A las doce y media, una asustada Martha Luce, que había trabajado durante veinte años de administradora para James Forrest Weeks, se encontraba en el despacho del fiscal Brandon Royce retorciendo un pañuelo húmedo con las manos.
Le acababan de leer en voz alta la declaración jurada que había entregado a Royce varios meses atrás.
—¿Mantiene usted lo que nos dijo aquel día? —preguntó Royce al tiempo que golpeaba los folios que tenía en la mano.

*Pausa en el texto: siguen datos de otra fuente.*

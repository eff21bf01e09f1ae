use anyhow::{bail, Context, Result};
use reqwest::Client;
use serde::Serialize;
use serde_json::Value;
use sessionizer::CompactTimeline;
use std::fs;
use std::time::Duration;

const DEFAULT_MODEL: &str = "gpt-5.1";
const DEFAULT_BASE_URL: &str = "https://api.openai.com/v1";
const REQUEST_TIMEOUT: Duration = Duration::from_secs(60);

const SYSTEM_PROMPT: &str = "You estimate active time from event timestamps. \
Sort the timestamps, split them into sessions wherever two consecutive timestamps are \
at least gap_minutes apart, count each session as max(last - first, 1 minute), and sum. \
Respond with JSON only, shaped exactly as \
{\"total_hours\": number, \"session_count\": integer, \"event_count\": integer, \
\"first_timestamp\": string or null, \"last_timestamp\": string or null}.";

/// Second opinion on a summary, returned as-is and never validated.
#[derive(Debug, Clone, Serialize)]
pub struct LlmEstimate {
    pub model: String,
    pub parsed: Value,
}

#[derive(Clone)]
pub struct LlmClient {
    http: Client,
    api_key: String,
    model: String,
    base_url: String,
}

impl LlmClient {
    pub fn from_env() -> Result<Option<Self>> {
        let api_key = match std::env::var("OPENAI_API_KEY") {
            Ok(k) if !k.trim().is_empty() => Some(k),
            _ => read_key_file(),
        };
        let Some(api_key) = api_key else {
            return Ok(None);
        };
        let model = std::env::var("OPENAI_MODEL").unwrap_or_else(|_| DEFAULT_MODEL.to_string());
        let base_url = std::env::var("OPENAI_BASE_URL")
            .ok()
            .filter(|u| !u.trim().is_empty())
            .unwrap_or_else(|| DEFAULT_BASE_URL.to_string());
        let http = Client::builder()
            .timeout(REQUEST_TIMEOUT)
            .build()
            .context("build LLM http client")?;
        Ok(Some(Self {
            http,
            api_key,
            model,
            base_url: base_url.trim_end_matches('/').to_string(),
        }))
    }

    pub fn model(&self) -> &str {
        &self.model
    }

    pub async fn estimate(&self, timeline: &CompactTimeline) -> Result<LlmEstimate> {
        let body = serde_json::json!({
            "model": self.model,
            "messages": [
                {"role": "system", "content": SYSTEM_PROMPT},
                {"role": "user", "content": build_prompt(timeline)?}
            ],
            "response_format": {"type": "json_object"},
            "temperature": 0.0,
        });

        let res = self
            .http
            .post(format!("{}/chat/completions", self.base_url))
            .bearer_auth(&self.api_key)
            .json(&body)
            .send()
            .await
            .context("send chat request")?;

        if !res.status().is_success() {
            let status = res.status();
            let text = res.text().await.unwrap_or_default();
            bail!("LLM call failed: {} - {}", status, text);
        }

        let json: Value = res.json().await.context("decode chat response")?;
        Ok(LlmEstimate {
            model: self.model.clone(),
            parsed: parse_content(&json),
        })
    }
}

pub fn build_prompt(timeline: &CompactTimeline) -> Result<String> {
    let payload = serde_json::to_string(timeline).context("serialize timeline")?;
    let mut prompt = String::from("Estimate active time for these events.\n");
    if timeline.truncated {
        prompt.push_str(&format!(
            "Only the earliest {} of {} timestamps are included.\n",
            timeline.timestamps.len(),
            timeline.total_events
        ));
    }
    prompt.push_str(&payload);
    Ok(prompt)
}

/// Message content parsed as JSON, or kept as a string when it is not JSON.
fn parse_content(response: &Value) -> Value {
    let content = response
        .pointer("/choices/0/message/content")
        .cloned()
        .unwrap_or(Value::String(String::new()));
    if let Some(text) = content.as_str() {
        serde_json::from_str::<Value>(text).unwrap_or_else(|_| Value::String(text.to_string()))
    } else {
        content
    }
}

fn read_key_file() -> Option<String> {
    let candidates = [
        "~/.config/openai/api_key",
        "~/.config/openai/key",
        "~/.openai/api_key",
    ];
    for path in candidates {
        let expanded = shellexpand::tilde(path).into_owned();
        if let Ok(content) = fs::read_to_string(&expanded) {
            let trimmed = content.trim();
            if !trimmed.is_empty() {
                return Some(trimmed.to_string());
            }
        }
    }
    None
}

—Les dije todo lo que sabía —dijo Martha en una voz tan baja que prácticamente resultaba inaudible. Lanzó una mirada de soslayo al taquígrafo y luego otra a su sobrino, un joven abogado a quien había llamado presa del pánico al enterarse del fructífero registro que la policía había llevado a cabo en la casa de Barney Haskell.
Royce se inclinó.
—Señora Luce, permítame que haga hincapié en lo grave que es la situación en la que se encuentra. Espero que sea consciente del riesgo que corre si decide continuar mintiendo bajo juramento. Tenemos suficientes pruebas como para encerrar a Jimmy Weeks. Ya le he mostrado mis cartas. Como por desgracia a Barney Haskell le han arrebatado la vida de forma repentina, nos sería de gran ayuda que usted se presentara como testigo vivo —el fiscal subrayó la palabra «vivo»—, para corroborar la exactitud de sus documentos. Si no lo hace, Jimmy Weeks será condenado igualmente, pero entonces, señora Luce, dirigiremos toda nuestra atención hacia su persona. El perjurio es un delito muy grave, como lo es la colaboración en la evasión de impuestos sobre la renta.
El semblante, siempre tímido, de Martha Luce se demudó y la mujer echó a llorar. Sus ojos azul pálido enrojecieron de inmediato y las lágrimas que los arrasaban empezaron a caer por sus mejillas.
El señor Weeks pagó todas las facturas que tuvimos durante la larga enfermedad de mi madre.
—Eso está muy bien —dijo Royce—, pero las pagó con el dinero de los contribuyentes.
—Mi cliente tiene derecho a guardar silencio —intervino el abogado.
Royce le lanzó una mirada fulminante.
—Eso ya ha quedado claro, señor abogado. Pero dígale a su cliente que no nos gusta enviar a mujeres de edad madura a la cárcel por el hecho de equivocar el objeto de su lealtad. Por esta vez, y sólo por esta vez, estamos dispuestos a ofrecer a su cliente la inmunidad absoluta a cambio de su total colaboración. Dicho esto, ahora todo depende de ella. Eso sí, recuérdele —el tono de Royce era de profundo sarcasmo— que Barney Haskell tardó tanto tiempo en decidir si quería aceptar el trato que al final no pudo cerrarlo.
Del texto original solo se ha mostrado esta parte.